Até os sete anos de idade, os elefantes são muito indefesos e dependentes de suas mães e é praticamente impossível que sobrevivam sem elas na natureza. É nessa reserva, com a ajuda de seus tratadores, que aprenderão a sobreviver e que conhecerão suas novas famílias e amigos, com quem passarão o resto de suas vidas.

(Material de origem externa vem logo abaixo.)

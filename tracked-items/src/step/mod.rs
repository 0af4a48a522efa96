//! Steps shown while tracking items.
//!
//! Every step is one of five roles. Selection, review, logging and reminder
//! steps are singletons per navigator; detail steps are templates copied once
//! per item.

pub mod builder;
pub mod definition;
pub mod detail;
pub mod items;
pub mod reminder;

use serde::{Deserialize, Serialize};

use crate::catalog::TrackedItem;
use crate::result::{TrackedItemAnswer, TrackedItemsCollectionResult};

pub use builder::{DefaultStepBuilder, DetailedStepBuilder, StepTemplateBuilder};
pub use definition::{StepDefinition, StepOverride, StepPatch};
pub use detail::DetailStep;
pub use items::ItemsStep;
pub use reminder::ReminderStep;

/// The role a step plays in the tracking flow.
#[derive(Debug, Clone, Copy, PartialEq, Eq, Hash, Serialize, Deserialize)]
#[serde(rename_all = "camelCase")]
pub enum StepRole {
    Selection,
    Review,
    AddDetails,
    Logging,
    Reminder,
}

impl StepRole {
    /// Default step identifier and configuration key for the role.
    pub fn as_str(&self) -> &'static str {
        match self {
            Self::Selection => "selection",
            Self::Review => "review",
            Self::AddDetails => "addDetails",
            Self::Logging => "logging",
            Self::Reminder => "reminder",
        }
    }

    /// All roles in flow order.
    pub fn all() -> [Self; 5] {
        [
            Self::Selection,
            Self::Review,
            Self::AddDetails,
            Self::Logging,
            Self::Reminder,
        ]
    }
}

/// When a step embedded in a parent task should be skipped.
#[derive(Debug, Clone, Copy, PartialEq, Eq, Default, Serialize, Deserialize)]
#[serde(rename_all = "camelCase")]
pub enum SkipRule {
    /// Always show the step
    #[default]
    Never,
    /// Never show the step
    Always,
    /// Skip while nothing is selected
    NoSelection,
}

impl SkipRule {
    pub fn should_skip(&self, has_selection: bool) -> bool {
        match self {
            Self::Never => false,
            Self::Always => true,
            Self::NoSelection => !has_selection,
        }
    }
}

/// Properties shared by every step.
#[derive(Debug, Clone, Default, PartialEq, Serialize, Deserialize)]
#[serde(rename_all = "camelCase")]
pub struct StepInfo {
    /// Step identifier
    #[serde(default)]
    pub identifier: String,
    #[serde(default, skip_serializing_if = "Option::is_none")]
    pub title: Option<String>,
    #[serde(default, skip_serializing_if = "Option::is_none")]
    pub detail: Option<String>,
    /// Step to jump to when this step completes
    #[serde(default, skip_serializing_if = "Option::is_none")]
    pub next_step_identifier: Option<String>,
    #[serde(default)]
    pub skip_rule: SkipRule,
}

impl StepInfo {
    pub fn new(identifier: impl Into<String>) -> Self {
        Self {
            identifier: identifier.into(),
            ..Default::default()
        }
    }
}

/// A step in the tracking flow.
#[derive(Debug, Clone, PartialEq)]
pub enum TrackingStep {
    Selection(ItemsStep),
    Review(ItemsStep),
    Logging(ItemsStep),
    Detail(DetailStep),
    Reminder(ReminderStep),
}

impl TrackingStep {
    pub fn identifier(&self) -> &str {
        &self.info().identifier
    }

    pub fn role(&self) -> StepRole {
        match self {
            Self::Selection(_) => StepRole::Selection,
            Self::Review(_) => StepRole::Review,
            Self::Logging(_) => StepRole::Logging,
            Self::Detail(_) => StepRole::AddDetails,
            Self::Reminder(_) => StepRole::Reminder,
        }
    }

    pub fn info(&self) -> &StepInfo {
        match self {
            Self::Selection(s) | Self::Review(s) | Self::Logging(s) => &s.info,
            Self::Detail(s) => &s.info,
            Self::Reminder(s) => &s.info,
        }
    }

    pub fn info_mut(&mut self) -> &mut StepInfo {
        match self {
            Self::Selection(s) | Self::Review(s) | Self::Logging(s) => &mut s.info,
            Self::Detail(s) => &mut s.info,
            Self::Reminder(s) => &mut s.info,
        }
    }

    /// Attach the current tracked items result so the step renders it.
    pub fn attach_result(&mut self, result: &TrackedItemsCollectionResult) {
        match self {
            Self::Selection(s) | Self::Review(s) | Self::Logging(s) => {
                s.result = Some(result.clone());
            }
            Self::Detail(s) => {
                if let Some(answer) = result.answer(&s.info.identifier) {
                    s.update_previous_answer(answer);
                }
            }
            Self::Reminder(_) => {}
        }
    }

    /// Copy a detail template for one item. Only detail steps can be copied.
    pub fn copy_for_item(&self, item: &TrackedItem, answer: &TrackedItemAnswer) -> Option<Self> {
        match self {
            Self::Detail(s) => Some(Self::Detail(s.copy_for_item(item, answer))),
            _ => None,
        }
    }

    /// Whether the step's own skip rule applies.
    pub fn should_skip(&self, has_selection: bool) -> bool {
        self.info().skip_rule.should_skip(has_selection)
    }

    /// The attached result for selection, review and logging steps.
    pub fn result(&self) -> Option<&TrackedItemsCollectionResult> {
        match self {
            Self::Selection(s) | Self::Review(s) | Self::Logging(s) => s.result.as_ref(),
            _ => None,
        }
    }

    pub fn as_items(&self) -> Option<&ItemsStep> {
        match self {
            Self::Selection(s) | Self::Review(s) | Self::Logging(s) => Some(s),
            _ => None,
        }
    }

    pub fn as_items_mut(&mut self) -> Option<&mut ItemsStep> {
        match self {
            Self::Selection(s) | Self::Review(s) | Self::Logging(s) => Some(s),
            _ => None,
        }
    }

    pub fn as_detail(&self) -> Option<&DetailStep> {
        match self {
            Self::Detail(s) => Some(s),
            _ => None,
        }
    }

    pub fn as_reminder(&self) -> Option<&ReminderStep> {
        match self {
            Self::Reminder(s) => Some(s),
            _ => None,
        }
    }
}

#[cfg(test)]
mod tests {
    use super::*;
    use crate::catalog::TrackedCatalog;

    #[test]
    fn test_skip_rules() {
        assert!(!SkipRule::Never.should_skip(false));
        assert!(SkipRule::Always.should_skip(true));
        assert!(SkipRule::NoSelection.should_skip(false));
        assert!(!SkipRule::NoSelection.should_skip(true));
    }

    #[test]
    fn test_only_detail_steps_copy() {
        let catalog = TrackedCatalog::new(vec![TrackedItem::new("a")], None).unwrap();
        let item = &catalog.items()[0];
        let answer = TrackedItemAnswer::seeded(item);

        let selection = TrackingStep::Selection(ItemsStep::new("selection", &catalog));
        assert!(selection.copy_for_item(item, &answer).is_none());

        let template = TrackingStep::Detail(DetailStep::new("medicationDetails"));
        let copy = template.copy_for_item(item, &answer).unwrap();
        assert_eq!(copy.identifier(), "a");
        assert_eq!(copy.role(), StepRole::AddDetails);
    }

    #[test]
    fn test_attach_result_snapshot() {
        let catalog = TrackedCatalog::new(vec![TrackedItem::new("a")], None).unwrap();
        let mut result = TrackedItemsCollectionResult::new("logging");
        result.update_selected(&["a".to_string()], &catalog);

        let mut step = TrackingStep::Review(ItemsStep::new("review", &catalog));
        step.attach_result(&result);
        assert_eq!(step.result().unwrap().selected_identifiers().len(), 1);
    }
}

O que os elefantes têm a dizer
Os elefantes são extremamente inteligentes e vivem em sociedades muito complexas. Possuem uma memória fora do comum, acumulando e mantendo conhecimentos sociais e ecológicos, lembrando-se de aromas e sons de outros indivíduos e de lugares durante décadas. Produzem uma ampla série de vocalizações, muitas das quais em frequências abaixo do nível de audição dos humanos, podendo se comunicar através de grandes distâncias com outros elementos do grupo. São importantes para o meio ambiente, pois transportam sementes para diversos locais, modificam a paisagem e criam novos habitats, contribuindo para a biodiversidade. Por suas características psicológicas semelhantes às dos humanos, são vulneráveis ao estresse e ao trauma e a suas consequências de longo prazo, como a saúde mais frágil e - principalmente no caso dos mantidos em cativeiro - problemas de reprodução e comportamento anormal, entre outras.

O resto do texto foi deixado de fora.